__PROBLEM DESCRIPTION__. Reproduce the following material exactly, including every line.

__THE INPUT__.

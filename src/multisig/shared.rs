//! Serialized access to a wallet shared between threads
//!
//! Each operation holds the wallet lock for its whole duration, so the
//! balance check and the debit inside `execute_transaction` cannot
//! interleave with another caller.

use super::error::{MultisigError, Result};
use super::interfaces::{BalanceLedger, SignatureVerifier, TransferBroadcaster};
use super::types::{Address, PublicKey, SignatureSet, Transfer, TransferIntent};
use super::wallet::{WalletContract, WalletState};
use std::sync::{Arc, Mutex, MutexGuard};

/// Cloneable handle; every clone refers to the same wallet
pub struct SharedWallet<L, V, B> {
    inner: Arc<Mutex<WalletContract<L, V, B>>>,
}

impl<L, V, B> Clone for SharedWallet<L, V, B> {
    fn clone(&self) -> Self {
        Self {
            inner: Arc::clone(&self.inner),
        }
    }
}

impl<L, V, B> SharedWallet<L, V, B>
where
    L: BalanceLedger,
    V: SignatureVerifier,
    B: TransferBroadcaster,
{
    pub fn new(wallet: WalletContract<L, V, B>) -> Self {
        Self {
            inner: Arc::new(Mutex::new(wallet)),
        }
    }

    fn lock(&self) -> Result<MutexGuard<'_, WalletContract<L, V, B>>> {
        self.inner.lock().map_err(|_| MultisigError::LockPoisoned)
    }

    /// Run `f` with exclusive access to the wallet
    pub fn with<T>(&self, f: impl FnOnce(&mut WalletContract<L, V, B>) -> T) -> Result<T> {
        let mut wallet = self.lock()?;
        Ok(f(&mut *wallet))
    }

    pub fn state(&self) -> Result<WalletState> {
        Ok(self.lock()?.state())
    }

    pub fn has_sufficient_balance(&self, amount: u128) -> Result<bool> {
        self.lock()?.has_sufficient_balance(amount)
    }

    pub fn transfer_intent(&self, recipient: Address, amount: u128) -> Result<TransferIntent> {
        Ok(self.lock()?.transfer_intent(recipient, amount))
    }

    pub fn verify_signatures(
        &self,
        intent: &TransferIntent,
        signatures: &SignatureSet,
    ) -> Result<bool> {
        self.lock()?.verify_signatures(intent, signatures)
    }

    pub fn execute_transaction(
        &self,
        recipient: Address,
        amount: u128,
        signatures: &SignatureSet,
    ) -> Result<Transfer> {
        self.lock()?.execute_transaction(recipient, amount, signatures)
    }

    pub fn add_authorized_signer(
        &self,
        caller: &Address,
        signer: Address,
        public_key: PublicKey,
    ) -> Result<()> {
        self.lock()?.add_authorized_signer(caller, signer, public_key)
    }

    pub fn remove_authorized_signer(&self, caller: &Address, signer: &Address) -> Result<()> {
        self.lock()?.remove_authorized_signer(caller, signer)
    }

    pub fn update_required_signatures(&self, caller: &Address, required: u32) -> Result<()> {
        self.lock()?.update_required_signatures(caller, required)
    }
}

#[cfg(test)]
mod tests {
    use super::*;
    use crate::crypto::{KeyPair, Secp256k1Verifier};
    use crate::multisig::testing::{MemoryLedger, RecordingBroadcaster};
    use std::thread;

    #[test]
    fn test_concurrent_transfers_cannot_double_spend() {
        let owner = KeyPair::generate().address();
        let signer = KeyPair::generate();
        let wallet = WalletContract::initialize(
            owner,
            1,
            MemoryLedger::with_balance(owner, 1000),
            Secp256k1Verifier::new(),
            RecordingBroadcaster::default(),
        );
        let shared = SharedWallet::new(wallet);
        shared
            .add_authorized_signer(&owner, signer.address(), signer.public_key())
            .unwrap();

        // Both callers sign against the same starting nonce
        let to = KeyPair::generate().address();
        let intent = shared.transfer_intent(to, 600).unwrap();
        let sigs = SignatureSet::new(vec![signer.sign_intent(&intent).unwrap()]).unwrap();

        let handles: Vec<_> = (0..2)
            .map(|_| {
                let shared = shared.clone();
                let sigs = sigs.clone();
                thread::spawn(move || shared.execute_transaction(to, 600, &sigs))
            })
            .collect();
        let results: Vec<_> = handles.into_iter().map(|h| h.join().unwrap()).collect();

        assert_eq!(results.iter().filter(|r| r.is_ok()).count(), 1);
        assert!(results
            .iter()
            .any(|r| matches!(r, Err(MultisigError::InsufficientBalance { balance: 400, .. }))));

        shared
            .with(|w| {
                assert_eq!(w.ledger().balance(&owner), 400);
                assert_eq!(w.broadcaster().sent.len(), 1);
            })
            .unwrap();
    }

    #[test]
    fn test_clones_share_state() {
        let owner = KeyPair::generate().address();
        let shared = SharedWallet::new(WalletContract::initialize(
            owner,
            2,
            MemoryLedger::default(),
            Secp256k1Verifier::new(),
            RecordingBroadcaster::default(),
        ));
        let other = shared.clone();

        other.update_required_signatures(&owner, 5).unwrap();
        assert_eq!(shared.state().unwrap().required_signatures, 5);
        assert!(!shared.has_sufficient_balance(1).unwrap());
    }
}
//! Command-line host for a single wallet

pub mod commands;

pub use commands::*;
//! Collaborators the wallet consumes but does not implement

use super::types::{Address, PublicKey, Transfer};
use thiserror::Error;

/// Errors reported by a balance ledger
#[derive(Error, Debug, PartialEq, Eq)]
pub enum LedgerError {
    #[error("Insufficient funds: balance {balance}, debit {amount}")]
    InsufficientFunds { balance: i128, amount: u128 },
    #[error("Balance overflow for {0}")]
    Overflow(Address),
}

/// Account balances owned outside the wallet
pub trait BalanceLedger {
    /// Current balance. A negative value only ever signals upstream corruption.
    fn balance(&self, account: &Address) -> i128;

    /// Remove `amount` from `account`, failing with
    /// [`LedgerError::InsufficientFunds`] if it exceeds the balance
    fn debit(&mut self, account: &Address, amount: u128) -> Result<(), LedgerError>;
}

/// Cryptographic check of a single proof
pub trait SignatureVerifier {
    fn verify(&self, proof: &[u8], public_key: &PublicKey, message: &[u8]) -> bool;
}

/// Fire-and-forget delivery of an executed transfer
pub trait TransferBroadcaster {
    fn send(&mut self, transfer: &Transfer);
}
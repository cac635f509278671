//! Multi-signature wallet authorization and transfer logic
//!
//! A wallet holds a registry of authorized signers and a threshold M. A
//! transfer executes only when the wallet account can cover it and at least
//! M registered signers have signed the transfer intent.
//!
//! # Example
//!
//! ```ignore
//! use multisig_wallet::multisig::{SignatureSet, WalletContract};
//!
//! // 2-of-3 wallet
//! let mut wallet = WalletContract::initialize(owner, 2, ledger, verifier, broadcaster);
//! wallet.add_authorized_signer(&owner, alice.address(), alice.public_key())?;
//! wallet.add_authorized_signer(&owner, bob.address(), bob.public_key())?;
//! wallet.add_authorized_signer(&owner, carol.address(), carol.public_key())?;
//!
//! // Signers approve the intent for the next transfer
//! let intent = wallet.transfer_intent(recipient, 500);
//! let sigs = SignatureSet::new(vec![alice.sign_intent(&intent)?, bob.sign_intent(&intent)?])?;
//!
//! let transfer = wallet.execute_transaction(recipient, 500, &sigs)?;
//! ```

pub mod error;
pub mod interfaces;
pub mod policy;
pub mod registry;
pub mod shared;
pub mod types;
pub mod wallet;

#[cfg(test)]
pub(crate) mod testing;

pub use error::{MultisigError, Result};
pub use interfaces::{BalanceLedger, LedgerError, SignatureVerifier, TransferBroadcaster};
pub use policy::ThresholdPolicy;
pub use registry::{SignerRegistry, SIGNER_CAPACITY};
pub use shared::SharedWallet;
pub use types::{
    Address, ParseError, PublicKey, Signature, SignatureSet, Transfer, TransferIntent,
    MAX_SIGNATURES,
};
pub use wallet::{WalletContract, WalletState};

__WRITTEN ANSWER__.
filename src/multisig/shared.rs
//! Serialized access to a wallet shared between threads
//!
//! Each operation holds the wallet lock for its whole duration, so the
//! balance check and the debit inside `execute_transaction` cannot
//! interleave with another caller.

use super::error::{MultisigError, Result};
use super::interfaces::{BalanceLedger, SignatureVerifier, TransferBroadcaster};
use super::types::{Address, PublicKey, SignatureSet, Transfer, TransferIntent};
use super::wallet::{WalletContract, WalletState};
use std::sync::{Arc, Mutex, MutexGuard};

/// Cloneable handle; every clone refers to the same wallet
pub struct SharedWallet<L, V, B> {
    inner: Arc<Mutex<WalletContract<L, V, B>>>,
}

impl<L, V, B> Clone for SharedWallet<L, V, B> {
    fn clone(&self) -> Self {
        Self {
            inner: Arc::clone(&self.inner),
        }
    }
}

impl<L, V, B> SharedWallet<L, V, B>
where
    L: BalanceLedger,
    V: SignatureVerifier,
    B: TransferBroadcaster,
{
    pub fn new(wallet: WalletContract<L, V, B>) -> Self {
        Self {
            inner: Arc::new(Mutex::new(wallet)),
        }
    }

    fn lock(&self) -> Result<MutexGuard<'_, WalletContract<L, V, B>>> {
        self.inner.lock().map_err(|_| MultisigError::LockPoisoned)
    }

    /// Run `f` with exclusive access to the wallet
    pub fn with<T>(&self, f: impl FnOnce(&mut WalletContract<L, V, B>) -> T) -> Result<T> {
        let mut wallet = self.lock()?;
        Ok(f(&mut *wallet))
    }

    pub fn state(&self) -> Result<WalletState> {
        Ok(self.lock()?.state())
    }

    pub fn has_sufficient_balance(&self, amount: u128) -> Result<bool> {
        self.lock()?.has_sufficient_balance(amount)
    }

    pub fn transfer_intent(&self, recipient: Address, amount: u128) -> Result<TransferIntent> {
        Ok(self.lock()?.transfer_intent(recipient, amount))
    }

    pub fn verify_signatures(
        &self,
        intent: &TransferIntent,
        signatures: &SignatureSet,
    ) -> Result<bool> {
        self.lock()?.verify_signatures(intent, signatures)
    }

    pub fn execute_transaction(
        &self,
        recipient: Address,
        amount: u128,
        signatures: &SignatureSet,
    ) -> Result<Transfer> {
        self.lock()?.execute_transaction(recipient, amount, signatures)
    }

    pub fn add_authorized_signer(
        &self,
        caller: &Address,
        signer: Address,
        public_key: PublicKey,
    ) -> Result<()> {
        self.lock()?.add_authorized_signer(caller, signer, public_key)
    }

    pub fn remove_authorized_signer(&self, caller: &Address, signer: &Address) -> Result<()> {
        self.lock()?.remove_authorized_signer(caller, signer)
    }

    pub fn update_required_signatures(&self, caller: &Address, required: u32) -> Result<()> {
        self.lock()?.update_required_signatures(caller, required)
    }
}

#[cfg(test)]
mod tests {
    use super::*;
    use crate::crypto::{KeyPair, Secp256k1Verifier};
    use crate::multisig::testing::{MemoryLedger, RecordingBroadcaster};
    use std::thread;

    #[test]
    fn test_concurrent_transfers_cannot_double_spend() {
        let owner = KeyPair::generate().address();
        let signer = KeyPair::generate();
        let wallet = WalletContract::initialize(
            owner,
            1,
            MemoryLedger::with_balance(owner, 1000),
            Secp256k1Verifier::new(),
            RecordingBroadcaster::default(),
        );
        let shared = SharedWallet::new(wallet);
        shared
            .add_authorized_signer(&owner, signer.address(), signer.public_key())
            .unwrap();

        // Both callers sign against the same starting nonce
        let to = KeyPair::generate().address();
        let intent = shared.transfer_intent(to, 600).unwrap();
        let sigs = SignatureSet::new(vec![signer.sign_intent(&intent).unwrap()]).unwrap();

        let handles: Vec<_> = (0..2)
            .map(|_| {
                let shared = shared.clone();
                let sigs = sigs.clone();
                thread::spawn(move || shared.execute_transaction(to, 600, &sigs))
            })
            .collect();
        let results: Vec<_> = handles.into_iter().map(|h| h.join().unwrap()).collect();

        assert_eq!(results.iter().filter(|r| r.is_ok()).count(), 1);
        assert!(results
            .iter()
            .any(|r| matches!(r, Err(MultisigError::InsufficientBalance { balance: 400, .. }))));

        shared
            .with(|w| {
                assert_eq!(w.ledger().balance(&owner), 400);
                assert_eq!(w.broadcaster().sent.len(), 1);
            })
            .unwrap();
    }

    #[test]
    fn test_clones_share_state() {
        let owner = KeyPair::generate().address();
        let shared = SharedWallet::new(WalletContract::initialize(
            owner,
            2,
            MemoryLedger::default(),
            Secp256k1Verifier::new(),
            RecordingBroadcaster::default(),
        ));
        let other = shared.clone();

        other.update_required_signatures(&owner, 5).unwrap();
        assert_eq!(shared.state().unwrap().required_signatures, 5);
        assert!(!shared.has_sufficient_balance(1).unwrap());
    }
}
//! Command-line host for a single wallet

pub mod commands;

pub use commands::*;
//! Collaborators the wallet consumes but does not implement

use super::types::{Address, PublicKey, Transfer};
use thiserror::Error;

/// Errors reported by a balance ledger
#[derive(Error, Debug, PartialEq, Eq)]
pub enum LedgerError {
    #[error("Insufficient funds: balance {balance}, debit {amount}")]
    InsufficientFunds { balance: i128, amount: u128 },
    #[error("Balance overflow for {0}")]
    Overflow(Address),
}

/// Account balances owned outside the wallet
pub trait BalanceLedger {
    /// Current balance. A negative value only ever signals upstream corruption.
    fn balance(&self, account: &Address) -> i128;

    /// Remove `amount` from `account`, failing with
    /// [`LedgerError::InsufficientFunds`] if it exceeds the balance
    fn debit(&mut self, account: &Address, amount: u128) -> Result<(), LedgerError>;
}

/// Cryptographic check of a single proof
pub trait SignatureVerifier {
    fn verify(&self, proof: &[u8], public_key: &PublicKey, message: &[u8]) -> bool;
}

/// Fire-and-forget delivery of an executed transfer
pub trait TransferBroadcaster {
    fn send(&mut self, transfer: &Transfer);
}
repository cac635f509278671
//! Multi-signature wallet authorization and transfer logic
//!
//! A wallet holds a registry of authorized signers and a threshold M. A
//! transfer executes only when the wallet account can cover it and at least
//! M registered signers have signed the transfer intent.
//!
//! # Example
//!
//! ```ignore
//! use multisig_wallet::multisig::{SignatureSet, WalletContract};
//!
//! // 2-of-3 wallet
//! let mut wallet = WalletContract::initialize(owner, 2, ledger, verifier, broadcaster);
//! wallet.add_authorized_signer(&owner, alice.address(), alice.public_key())?;
//! wallet.add_authorized_signer(&owner, bob.address(), bob.public_key())?;
//! wallet.add_authorized_signer(&owner, carol.address(), carol.public_key())?;
//!
//! // Signers approve the intent for the next transfer
//! let intent = wallet.transfer_intent(recipient, 500);
//! let sigs = SignatureSet::new(vec![alice.sign_intent(&intent)?, bob.sign_intent(&intent)?])?;
//!
//! let transfer = wallet.execute_transaction(recipient, 500, &sigs)?;
//! ```

pub mod error;
pub mod interfaces;
pub mod policy;
pub mod registry;
pub mod shared;
pub mod types;
pub mod wallet;

#[cfg(test)]
pub(crate) mod testing;

pub use error::{MultisigError, Result};
pub use interfaces::{BalanceLedger, LedgerError, SignatureVerifier, TransferBroadcaster};
pub use policy::ThresholdPolicy;
pub use registry::{SignerRegistry, SIGNER_CAPACITY};
pub use shared::SharedWallet;
pub use types::{
    Address, ParseError, PublicKey, Signature, SignatureSet, Transfer, TransferIntent,
    MAX_SIGNATURES,
};
pub use wallet::{WalletContract, WalletState};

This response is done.